Mr. Assange should be granted a pardon to cover the conduct at issue in the pending criminal case against him and any other conduct prior to the pardon grant that could be the basis for criminal charges against him in the United States.

If Trump gave Assange a pardon with this scope, the language would amount to a pardon for helping Trump get elected, a pardon under discussion within days of Trump’s 2016 victory if not even before it. This would amount to a more generous pardon than Trump gave his own rat-fucker, Roger Stone.

Along with a misrepresentation of what the current CFAA charge against Assange is and a claim that Assange, “has already been confined longer than any person ever charged or convicted under the Espionage Act in its more than 100-year history” (effectively counting time Assange chose to hide out in the Ecuadorian Embassy while still engaged in similar acts to those he’s being prosecuted for), Pollack presents a really hysterical subset of the files Assange leaked in 2016 and 2017:

In 2016, WikiLeaks published:

  • 19,252 e-mails and 8,034 attachments from the Democratic National Party leadership, which resulted in the resignation of five top officials who had taken actions during the primaries in favor of Hillary Clinton over Bernie Sanders.

In 2017,WikiLeaks:

  • exposed lax security in the CIA unit dedicated to malware development, a fact acknowledged by an internal CIA report into the publication, which was subsequently revealed by Senator Ron Wyden; and
  • published the “the Russia Spy files,” documents relating to Russia under Vladimir Putin, including releases about surveillance contractors in Russia.

Pollack leaves off, among other things, the Podesta files involved in the seeming quid pro quo (which I guess might otherwise make him party to the crime). And he includes the Russian files for the same reason WikiLeaks published the already published files — as propaganda to cover up his role as a cut-out for Russia. The Vault 7 release, of course, happened during the period when — Pollack claims — Assange was “confined” as if it had anything to do with Espionage charges.

The real focus of the Vogel story, however, is how — in the wake of Trump’s coup this week — a bunch of Australian buddies of Assange just signed a “pro bono” contract with a lobbyist to push for the pardon.
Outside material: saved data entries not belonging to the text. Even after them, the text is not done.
use crate::foundation::error::{GridmarkError, GridmarkResult};
use crate::foundation::math::truncate_chars;
use crate::ingest::parse::Rejection;
use crate::model::callout::{
    EditorialCallout, MAX_CALLOUT_DETAIL_CHARS, MAX_CALLOUT_TEXT_CHARS, MAX_CALLOUTS_PER_PLAY,
    MIN_CALLOUT_DURATION_S,
};
use crate::model::vocab::{claims_causality, mentions_action_concept, mentions_setup_term};

/// Slack for float noise in authored times (`5.1 - 2.1 < 3.0`).
const TIME_EPS_S: f64 = 1e-9;

/// Play-level rules for editorial callouts.
#[derive(Clone, Debug, PartialEq, serde::Serialize, serde::Deserialize)]
#[serde(default)]
pub struct CalloutRules {
    /// At most [`MAX_CALLOUTS_PER_PLAY`].
    pub max_callouts: usize,
    /// At least [`MIN_CALLOUT_DURATION_S`].
    pub min_duration_s: f64,
    /// Gap forced between the end of one callout and the start of the next.
    pub stagger_gap_s: f64,
    pub max_text_chars: usize,
    pub max_detail_chars: usize,
}

impl Default for CalloutRules {
    fn default() -> Self {
        Self {
            max_callouts: MAX_CALLOUTS_PER_PLAY,
            min_duration_s: MIN_CALLOUT_DURATION_S,
            stagger_gap_s: 1.0,
            max_text_chars: MAX_CALLOUT_TEXT_CHARS,
            max_detail_chars: MAX_CALLOUT_DETAIL_CHARS,
        }
    }
}

impl CalloutRules {
    pub fn validate(&self) -> GridmarkResult<()> {
        if self.max_callouts > MAX_CALLOUTS_PER_PLAY {
            return Err(GridmarkError::validation(format!(
                "callouts.max_callouts must be <= {MAX_CALLOUTS_PER_PLAY}"
            )));
        }
        if !self.min_duration_s.is_finite() || self.min_duration_s < MIN_CALLOUT_DURATION_S {
            return Err(GridmarkError::validation(format!(
                "callouts.min_duration_s must be >= {MIN_CALLOUT_DURATION_S}"
            )));
        }
        if !self.stagger_gap_s.is_finite() || self.stagger_gap_s < 0.0 {
            return Err(GridmarkError::validation(
                "callouts.stagger_gap_s must be finite and >= 0",
            ));
        }
        if self.max_text_chars > MAX_CALLOUT_TEXT_CHARS
            || self.max_detail_chars > MAX_CALLOUT_DETAIL_CHARS
        {
            return Err(GridmarkError::validation(format!(
                "callout text/detail limits must be <= {MAX_CALLOUT_TEXT_CHARS}/{MAX_CALLOUT_DETAIL_CHARS}"
            )));
        }
        Ok(())
    }
}

/// Concept relevance used to decide which callouts survive the per-play cap.
///
/// Action/outcome concepts win over setup vocabulary (formations) unless the detail claims a
/// causal link to the outcome.
pub fn score_callout(c: &EditorialCallout) -> i32 {
    let both = format!("{} {}", c.text, c.detail);
    let causal = claims_causality(&c.detail);
    let mut score = 0;
    if mentions_action_concept(&both) {
        score += 10;
    }
    if causal {
        score += 5;
    }
    if mentions_setup_term(&both) && !causal {
        score -= 5;
    }
    score
}

/// Enforce the play-level callout invariants on parsed callouts.
///
/// Output is sorted by `start_time`; every callout lasts at least `min_duration_s`, consecutive
/// callouts are separated by at least `stagger_gap_s`, and at most `max_callouts` remain. Dropped
/// callouts are reported through `rejections`. Fewer than `max_callouts` survivors is acceptable;
/// nothing is backfilled.
pub fn schedule_callouts(
    proposed: Vec<EditorialCallout>,
    video_duration: f64,
    rules: &CalloutRules,
    rejections: &mut Vec<Rejection>,
) -> Vec<EditorialCallout> {
    let video_duration = video_duration.max(0.0);

    let mut valid = Vec::with_capacity(proposed.len());
    for mut c in proposed {
        c.start_time = c.start_time.clamp(0.0, video_duration);
        c.end_time = c.end_time.clamp(0.0, video_duration);
        let duration = c.end_time - c.start_time;
        if duration + TIME_EPS_S < rules.min_duration_s {
            rejections.push(Rejection::TooShort {
                id: c.id,
                duration,
                min: rules.min_duration_s,
            });
            continue;
        }
        c.text = truncate_chars(&c.text, rules.max_text_chars);
        c.detail = truncate_chars(&c.detail, rules.max_detail_chars);
        valid.push(c);
    }

    if valid.len() > rules.max_callouts {
        let mut ranked = valid
            .into_iter()
            .enumerate()
            .map(|(i, c)| (score_callout(&c), i, c))
            .collect::<Vec<_>>();
        ranked.sort_by(|a, b| {
            b.0.cmp(&a.0)
                .then(a.2.start_time.total_cmp(&b.2.start_time))
                .then(a.1.cmp(&b.1))
        });
        let over = ranked.split_off(rules.max_callouts);
        rejections.extend(over.into_iter().map(|(_, _, c)| Rejection::OverCap {
            id: c.id,
            cap: rules.max_callouts,
        }));
        valid = ranked.into_iter().map(|(_, _, c)| c).collect();
    }

    valid.sort_by(|a, b| a.start_time.total_cmp(&b.start_time));

    let mut scheduled: Vec<EditorialCallout> = Vec::with_capacity(valid.len());
    for mut c in valid {
        let duration = (c.end_time - c.start_time).max(rules.min_duration_s);
        if let Some(prev) = scheduled.last() {
            c.start_time = c.start_time.max(prev.end_time + rules.stagger_gap_s);
        }
        let end_time = c.start_time + duration;
        if end_time > video_duration + TIME_EPS_S {
            rejections.push(Rejection::NoRoomAfterStagger { id: c.id });
            continue;
        }
        c.end_time = end_time.min(video_duration);
        scheduled.push(c);
    }
    scheduled
}

#[cfg(test)]
#[path = "../../tests/unit/ingest/callouts.rs"]
mod tests;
Mr. Davis, who is now a lawyer specializing in national security and whistle-blower cases, is on the board of Blueprint for Free Speech, an Australia-based nonprofit group that advocates for press freedoms and whistle-blower protections. The group, which was started by Suelette Dreyfus, a former journalist who is an old friend and collaborator with Mr. Assange, signed a pro bono contract on Saturday with the lobbyist Robert Stryk to seek a pardon for Mr. Assange.

During Mr. Trump’s presidency, Mr. Stryk, who is well connected in Trump administration circles, has developed a lucrative business representing foreign clients in precarious geopolitical situations.

He has worked for a jailed Saudi prince who had fallen out of favor with his country’s powerful de facto leader, as well as the administration of President Nicolás Maduro of Venezuela, which the Trump administration considers illegitimate. Mr. Styrk also worked for Isabel dos Santos, the daughter of Angola’s former president, who is accused of embezzling millions of dollars from a state oil company she once headed, as well as the government of the former Congolese president Joseph Kabila, which had faced American sanctions for human rights abuses and corruption.

Disclosure: my travel expenses were paid to speak at events in Australia in 2017 by Dreyfus’ organization.

Again, I’m perfectly happy with the decision that our prisons are too inhumane for Assange. Pollack is a superb lawyer and Assange is certainly entitled to a vigorous defense (the first real hint of which shows up in the petition). But this whole effort is yet more of a propaganda campaign hiding what Assange has become and the role Assange had in electing the guy who just attempted a coup to stay in power. That does not serve journalism, though it may give Trump enough cover to pay off his 2016 campaign dues to Russia.